[Records from a collection]
....................

//! # Integration Manager
//!
//! In-process API of the integration layer: service health, integration and
//! sync job bookkeeping, maintenance runs, and bulk operations. All
//! dependencies are handed in at construction; the builder fills in the
//! store-backed defaults for anything not supplied.

use std::sync::Arc;

use sea_orm::DatabaseConnection;
use serde::{Deserialize, Serialize};
use serde_json::{Value as JsonValue, json};
use utoipa::ToSchema;
use uuid::Uuid;

use crate::analytics::{self, EventTracker, StoreEventTracker};
use crate::bulk::{
    BulkOperationDispatcher, BulkOperationRequest, BulkOperationResult, SimulatedTableOperator,
    TableOperator,
};
use crate::config::AppConfig;
use crate::crypto::{self, CryptoKey};
use crate::error::ManagerError;
use crate::health::{HealthAggregator, ServiceStatus, SystemHealthDashboard};
use crate::maintenance::{MaintenanceCollaborators, MaintenanceReport, MaintenanceRunner};
use crate::models::{
    DataSyncJob, IntegrationStatus, IntegrationType, SyncJobStatus, SyncJobType,
    SystemIntegration,
};
use crate::repositories::{
    AnalyticsEventRepository, IntegrationChanges, IntegrationRepository, NewIntegrationRecord,
    SyncJobFilter, SyncJobRepository,
};
use crate::services::ServiceRegistry;
use crate::sync_worker::SyncQueue;

/// Number of sync jobs shown on the health dashboard
pub const DASHBOARD_RECENT_SYNC_JOBS: u64 = 10;

/// Registration request for a new integration
#[derive(Debug, Clone, Deserialize, ToSchema)]
pub struct NewIntegration {
    pub name: String,
    #[serde(rename = "type")]
    pub integration_type: IntegrationType,
    #[serde(default)]
    pub endpoint: Option<String>,
    /// Stored encrypted; never returned
    #[serde(default)]
    pub api_key: Option<String>,
    #[serde(default)]
    #[schema(value_type = Object)]
    pub configuration: Option<JsonValue>,
}

/// Partial update of an integration; absent fields are left unchanged
#[derive(Debug, Clone, Default, Deserialize, ToSchema)]
pub struct IntegrationUpdate {
    #[serde(default)]
    pub name: Option<String>,
    #[serde(default, rename = "type")]
    pub integration_type: Option<IntegrationType>,
    #[serde(default)]
    pub status: Option<IntegrationStatus>,
    #[serde(default)]
    pub endpoint: Option<String>,
    #[serde(default)]
    pub api_key: Option<String>,
    #[serde(default)]
    #[schema(value_type = Option<Object>)]
    pub configuration: Option<JsonValue>,
}

#[derive(Debug, Clone, Serialize, Deserialize, ToSchema)]
pub struct NewSyncJob {
    pub integration_id: Uuid,
    pub job_type: SyncJobType,
    #[serde(default)]
    pub total_records: Option<i64>,
}

pub struct IntegrationManager {
    integrations: IntegrationRepository,
    jobs: SyncJobRepository,
    health: HealthAggregator,
    maintenance: MaintenanceRunner,
    bulk: BulkOperationDispatcher,
    queue: SyncQueue,
    tracker: Arc<dyn EventTracker>,
    crypto_key: Option<CryptoKey>,
}

impl IntegrationManager {
    pub fn builder(db: DatabaseConnection, config: &AppConfig) -> IntegrationManagerBuilder<'_> {
        IntegrationManagerBuilder {
            db,
            config,
            registry: None,
            tracker: None,
            collaborators: None,
            table_operator: None,
        }
    }

    pub fn registry(&self) -> &Arc<ServiceRegistry> {
        self.health.registry()
    }

    /// Probe every registered service; one status per service, in registry order
    pub async fn check_all_services(&self) -> Vec<ServiceStatus> {
        self.health.check_all_services().await
    }

    pub async fn system_health_dashboard(&self) -> Result<SystemHealthDashboard, ManagerError> {
        let api_services = self.health.check_all_services().await;
        let integrations = self.list_integrations().await?;
        let recent_sync_jobs = self
            .list_sync_jobs(SyncJobFilter {
                limit: Some(DASHBOARD_RECENT_SYNC_JOBS),
                ..Default::default()
            })
            .await?;
        let running = self.jobs.count_by_status(SyncJobStatus::Running).await?;
        let pending = self.jobs.count_by_status(SyncJobStatus::Pending).await?;

        Ok(SystemHealthDashboard::assemble(
            api_services,
            integrations,
            recent_sync_jobs,
            running,
            pending,
        ))
    }

    /// All integrations, alphabetical by name
    pub async fn list_integrations(&self) -> Result<Vec<SystemIntegration>, ManagerError> {
        self.integrations
            .list_by_name()
            .await?
            .into_iter()
            .map(SystemIntegration::try_from)
            .collect()
    }

    pub async fn get_integration(&self, id: Uuid) -> Result<SystemIntegration, ManagerError> {
        let model = self
            .integrations
            .find(id)
            .await?
            .ok_or_else(|| ManagerError::not_found("integration", id))?;
        SystemIntegration::try_from(model)
    }

    /// Register an integration as `active` with no errors recorded
    pub async fn create_integration(
        &self,
        request: NewIntegration,
    ) -> Result<SystemIntegration, ManagerError> {
        let name = validate_name(&request.name)?;
        if let Some(endpoint) = &request.endpoint {
            validate_endpoint(endpoint)?;
        }
        let configuration = validate_configuration(request.configuration)?;

        let id = Uuid::new_v4();
        let api_key_ciphertext = match request.api_key.as_deref() {
            Some(api_key) => Some(self.encrypt_api_key(id, api_key)?),
            None => None,
        };

        let model = self
            .integrations
            .insert(NewIntegrationRecord {
                id,
                name,
                integration_type: request.integration_type,
                endpoint: request.endpoint,
                api_key_ciphertext,
                configuration,
            })
            .await?;
        let integration = SystemIntegration::try_from(model)?;

        analytics::track_best_effort(
            &self.tracker,
            analytics::EVENT_INTEGRATION_CREATED,
            analytics::CATEGORY_INTEGRATION,
            json!({
                "integration_id": integration.id,
                "type": integration.integration_type.as_str(),
            }),
        );

        Ok(integration)
    }

    /// Merge the given fields into the integration. Last writer wins.
    pub async fn update_integration(
        &self,
        id: Uuid,
        update: IntegrationUpdate,
    ) -> Result<SystemIntegration, ManagerError> {
        let name = update.name.as_deref().map(validate_name).transpose()?;
        if let Some(endpoint) = &update.endpoint {
            validate_endpoint(endpoint)?;
        }
        let configuration = match update.configuration {
            Some(value) => Some(validate_configuration(Some(value))?),
            None => None,
        };
        let api_key_ciphertext = match update.api_key.as_deref() {
            Some(api_key) => Some(self.encrypt_api_key(id, api_key)?),
            None => None,
        };

        let model = self
            .integrations
            .update(
                id,
                IntegrationChanges {
                    name,
                    integration_type: update.integration_type,
                    status: update.status,
                    endpoint: update.endpoint,
                    api_key_ciphertext,
                    configuration,
                },
            )
            .await?;

        tracing::info!(integration_id = %id, "Integration updated");
        SystemIntegration::try_from(model)
    }

    /// Insert a `pending` job and hand it to the sync worker. Returns as soon as
    /// the job is queued; progress is observed through [`Self::get_sync_job`].
    pub async fn create_sync_job(&self, request: NewSyncJob) -> Result<DataSyncJob, ManagerError> {
        let total_records = request.total_records.unwrap_or(0);
        if total_records < 0 {
            return Err(ManagerError::invalid_input(
                "total_records must not be negative",
            ));
        }

        if self.integrations.find(request.integration_id).await?.is_none() {
            return Err(ManagerError::not_found(
                "integration",
                request.integration_id,
            ));
        }

        let model = self
            .jobs
            .insert_pending(request.integration_id, request.job_type, total_records)
            .await?;
        let job = DataSyncJob::try_from(model)?;

        self.queue.enqueue(job.id);

        analytics::track_best_effort(
            &self.tracker,
            analytics::EVENT_SYNC_JOB_CREATED,
            analytics::CATEGORY_INTEGRATION,
            json!({
                "job_id": job.id,
                "integration_id": job.integration_id,
                "job_type": job.job_type.as_str(),
                "total_records": job.total_records,
            }),
        );

        Ok(job)
    }

    pub async fn get_sync_job(&self, id: Uuid) -> Result<DataSyncJob, ManagerError> {
        let model = self
            .jobs
            .find(id)
            .await?
            .ok_or_else(|| ManagerError::not_found("sync job", id))?;
        DataSyncJob::try_from(model)
    }

    /// Filtered sync jobs, newest first
    pub async fn list_sync_jobs(
        &self,
        filter: SyncJobFilter,
    ) -> Result<Vec<DataSyncJob>, ManagerError> {
        self.jobs
            .list(filter)
            .await?
            .into_iter()
            .map(DataSyncJob::try_from)
            .collect()
    }

    pub async fn run_maintenance_tasks(&self) -> MaintenanceReport {
        self.maintenance.run().await
    }

    pub async fn execute_bulk_operation(
        &self,
        request: BulkOperationRequest,
    ) -> Result<BulkOperationResult, ManagerError> {
        self.bulk.execute(request).await
    }

    fn encrypt_api_key(&self, id: Uuid, api_key: &str) -> Result<Vec<u8>, ManagerError> {
        let key = self.crypto_key.as_ref().ok_or_else(|| {
            ManagerError::invalid_input("API keys cannot be stored: no crypto key is configured")
        })?;
        Ok(crypto::encrypt_api_key(key, id, api_key)?)
    }
}

pub struct IntegrationManagerBuilder<'a> {
    db: DatabaseConnection,
    config: &'a AppConfig,
    registry: Option<ServiceRegistry>,
    tracker: Option<Arc<dyn EventTracker>>,
    collaborators: Option<MaintenanceCollaborators>,
    table_operator: Option<Arc<dyn TableOperator>>,
}

impl IntegrationManagerBuilder<'_> {
    pub fn registry(mut self, registry: ServiceRegistry) -> Self {
        self.registry = Some(registry);
        self
    }

    pub fn tracker(mut self, tracker: Arc<dyn EventTracker>) -> Self {
        self.tracker = Some(tracker);
        self
    }

    pub fn maintenance_collaborators(mut self, collaborators: MaintenanceCollaborators) -> Self {
        self.collaborators = Some(collaborators);
        self
    }

    pub fn table_operator(mut self, operator: Arc<dyn TableOperator>) -> Self {
        self.table_operator = Some(operator);
        self
    }

    pub fn build(self, queue: SyncQueue) -> Result<IntegrationManager, ManagerError> {
        let config = self.config;
        let integrations = IntegrationRepository::new(self.db.clone());
        let jobs = SyncJobRepository::new(self.db.clone());

        let registry = match self.registry {
            Some(registry) => registry,
            None => {
                ServiceRegistry::with_store_probes(self.db.clone(), &config.health.probe_tables)
                    .map_err(|e| ManagerError::invalid_input(e.to_string()))?
            }
        };

        let tracker = self.tracker.unwrap_or_else(|| {
            Arc::new(StoreEventTracker::new(AnalyticsEventRepository::new(
                self.db.clone(),
            )))
        });

        let collaborators = match self.collaborators {
            Some(collaborators) => collaborators,
            None => MaintenanceCollaborators::from_config(
                &config.maintenance,
                integrations.clone(),
                jobs.clone(),
            )?,
        };

        let operator = self
            .table_operator
            .unwrap_or_else(|| Arc::new(SimulatedTableOperator));

        let crypto_key = config.crypto_key.clone().map(CryptoKey::new).transpose()?;

        Ok(IntegrationManager {
            health: HealthAggregator::new(Arc::new(registry), &config.health),
            maintenance: MaintenanceRunner::new(
                integrations.clone(),
                jobs.clone(),
                collaborators,
                Arc::clone(&tracker),
                crypto_key.clone(),
                config.maintenance.sync_job_retention_days,
            ),
            bulk: BulkOperationDispatcher::new(
                operator,
                Arc::clone(&tracker),
                config.export_base_url.clone(),
            ),
            integrations,
            jobs,
            queue,
            tracker,
            crypto_key,
        })
    }
}

fn validate_name(name: &str) -> Result<String, ManagerError> {
    let trimmed = name.trim();
    if trimmed.is_empty() {
        return Err(ManagerError::invalid_input("name must not be empty"));
    }
    if trimmed.len() > 255 {
        return Err(ManagerError::invalid_input(
            "name must be at most 255 characters",
        ));
    }
    Ok(trimmed.to_string())
}

fn validate_endpoint(endpoint: &str) -> Result<(), ManagerError> {
    let url = url::Url::parse(endpoint).map_err(|e| {
        ManagerError::invalid_input(format!("invalid endpoint '{}': {}", endpoint, e))
    })?;
    if !matches!(url.scheme(), "http" | "https") {
        return Err(ManagerError::invalid_input(format!(
            "endpoint must use http or https, got '{}'",
            url.scheme()
        )));
    }
    Ok(())
}

/// Configuration is an opaque key-value map; a missing one becomes `{}`.
fn validate_configuration(value: Option<JsonValue>) -> Result<JsonValue, ManagerError> {
    match value {
        None | Some(JsonValue::Null) => Ok(json!({})),
        Some(JsonValue::Object(map)) => Ok(JsonValue::Object(map)),
        Some(_) => Err(ManagerError::invalid_input(
            "configuration must be a JSON object",
        )),
    }
}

....................

### Required work
Look above and return each line of the records exactly, from the very first through the line with "fills in the", both included.

### Reply to the task
//! # Integration Manager
//!
//! In-process API of the integration layer: service health, integration and
//! sync job bookkeeping, maintenance runs, and bulk operations. All
//! dependencies are handed in at construction; the builder fills in the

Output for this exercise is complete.